• _What is needed_: Return verbatim every line from the first line of the data below to the line that contains "pub fn ops(&self)", inclusive, and no further.

Dataset entries:

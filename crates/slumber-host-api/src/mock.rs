//! Mock power host for testing

use async_trait::async_trait;
use chrono::{DateTime, Local};
use slumber_api::PowerAction;
use std::sync::{Arc, Mutex};

use crate::{HostCapabilities, HostError, HostResult, PowerHost};

/// One recorded host operation
#[derive(Debug, Clone, PartialEq)]
pub enum HostOp {
    Inhibit { reason: Option<String> },
    Allow,
    CreateWakeTimer { at: DateTime<Local> },
    CancelWakeTimer,
    Action(PowerAction),
}

/// Mock power host recording every operation for assertions
pub struct MockPowerHost {
    capabilities: HostCapabilities,
    ops: Arc<Mutex<Vec<HostOp>>>,

    /// Configure inhibit_sleep to fail
    pub fail_inhibit: Arc<Mutex<bool>>,

    /// Configure power actions to fail
    pub fail_actions: Arc<Mutex<bool>>,
}

impl MockPowerHost {
    pub fn new() -> Self {
        Self {
            capabilities: HostCapabilities::preferred(),
            ops: Arc::new(Mutex::new(Vec::new())),
            fail_inhibit: Arc::new(Mutex::new(false)),
            fail_actions: Arc::new(Mutex::new(false)),
        }
    }

    pub fn with_capabilities(mut self, caps: HostCapabilities) -> Self {
        self.capabilities = caps;
        self
    }

    /// Snapshot of the recorded operation log
    pub fn ops(&self) -> Vec<HostOp> {
        self.ops.lock().unwrap().clone()
    }

    /// Inhibitions that carried a reason (i.e. real policy suspensions,
    /// not the per-tick temporary hold)
    pub fn inhibits_with_reason(&self) -> usize {
        self.ops
            .lock()
            .unwrap()
            .iter()
            .filter(|op| matches!(op, HostOp::Inhibit { reason: Some(_) }))
            .count()
    }

    pub fn allow_calls(&self) -> usize {
        self.ops
            .lock()
            .unwrap()
            .iter()
            .filter(|op| matches!(op, HostOp::Allow))
            .count()
    }

    pub fn actions(&self) -> Vec<PowerAction> {
        self.ops
            .lock()
            .unwrap()
            .iter()
            .filter_map(|op| match op {
                HostOp::Action(a) => Some(*a),
                _ => None,
            })
            .collect()
    }

    fn record(&self, op: HostOp) {
        self.ops.lock().unwrap().push(op);
    }

    async fn action(&self, action: PowerAction) -> HostResult<()> {
        if *self.fail_actions.lock().unwrap() {
            return Err(HostError::ActionFailed {
                action,
                message: "mock action failure".into(),
            });
        }
        self.record(HostOp::Action(action));
        Ok(())
    }
}

impl Default for MockPowerHost {
    fn default() -> Self {
        Self::new()
    }
}

#[async_trait]
impl PowerHost for MockPowerHost {
    fn capabilities(&self) -> &HostCapabilities {
        &self.capabilities
    }

    async fn inhibit_sleep(&self, reason: Option<&str>) -> HostResult<()> {
        if *self.fail_inhibit.lock().unwrap() {
            return Err(HostError::InhibitFailed("mock inhibit failure".into()));
        }
        self.record(HostOp::Inhibit {
            reason: reason.map(|r| r.to_string()),
        });
        Ok(())
    }

    async fn allow_sleep(&self) -> HostResult<()> {
        self.record(HostOp::Allow);
        Ok(())
    }

    fn query_wake_timers_allowed(&self) -> bool {
        self.capabilities.wake_timers
    }

    async fn create_wake_timer(&self, at: DateTime<Local>) -> HostResult<()> {
        self.record(HostOp::CreateWakeTimer { at });
        Ok(())
    }

    async fn cancel_wake_timer(&self) -> HostResult<()> {
        self.record(HostOp::CancelWakeTimer);
        Ok(())
    }

    async fn suspend_now(&self) -> HostResult<()> {
        self.action(PowerAction::Standby).await
    }

    async fn hibernate_now(&self) -> HostResult<()> {
        self.action(PowerAction::Hibernate).await
    }

    async fn shutdown_now(&self) -> HostResult<()> {
        self.action(PowerAction::Shutdown).await
    }

    async fn restart_now(&self) -> HostResult<()> {
        self.action(PowerAction::Restart).await
    }
}

#[cfg(test)]
mod tests {
    use super::*;

    #[tokio::test]
    async fn records_operations_in_order() {
        let host = MockPowerHost::new();

        host.inhibit_sleep(None).await.unwrap();
        host.inhibit_sleep(Some("backup running")).await.unwrap();
        host.allow_sleep().await.unwrap();
        host.perform(PowerAction::Standby).await.unwrap();

        let ops = host.ops();
        assert_eq!(ops.len(), 4);
        assert_eq!(ops[0], HostOp::Inhibit { reason: None });
        assert_eq!(
            ops[1],
            HostOp::Inhibit {
                reason: Some("backup running".into())
            }
        );
        assert_eq!(host.inhibits_with_reason(), 1);
        assert_eq!(host.allow_calls(), 1);
        assert_eq!(host.actions(), vec![PowerAction::Standby]);
    }

    #[tokio::test]
    async fn inhibit_failure_injection() {
        let host = MockPowerHost::new();
        *host.fail_inhibit.lock().unwrap() = true;

        let result = host.inhibit_sleep(Some("x")).await;
        assert!(matches!(result, Err(HostError::InhibitFailed(_))));
        assert!(host.ops().is_empty());
    }
}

• _Reply_:
filename crates/slumber-host-api/src/mock.rs
//! Mock power host for testing

use async_trait::async_trait;
use chrono::{DateTime, Local};
use slumber_api::PowerAction;
use std::sync::{Arc, Mutex};

use crate::{HostCapabilities, HostError, HostResult, PowerHost};

/// One recorded host operation
#[derive(Debug, Clone, PartialEq)]
pub enum HostOp {
    Inhibit { reason: Option<String> },
    Allow,
    CreateWakeTimer { at: DateTime<Local> },
    CancelWakeTimer,
    Action(PowerAction),
}

/// Mock power host recording every operation for assertions
pub struct MockPowerHost {
    capabilities: HostCapabilities,
    ops: Arc<Mutex<Vec<HostOp>>>,

    /// Configure inhibit_sleep to fail
    pub fail_inhibit: Arc<Mutex<bool>>,

    /// Configure power actions to fail
    pub fail_actions: Arc<Mutex<bool>>,
}

impl MockPowerHost {
    pub fn new() -> Self {
        Self {
            capabilities: HostCapabilities::preferred(),
            ops: Arc::new(Mutex::new(Vec::new())),
            fail_inhibit: Arc::new(Mutex::new(false)),
            fail_actions: Arc::new(Mutex::new(false)),
        }
    }

    pub fn with_capabilities(mut self, caps: HostCapabilities) -> Self {
        self.capabilities = caps;
        self
    }

    /// Snapshot of the recorded operation log
    pub fn ops(&self) -> Vec<HostOp> {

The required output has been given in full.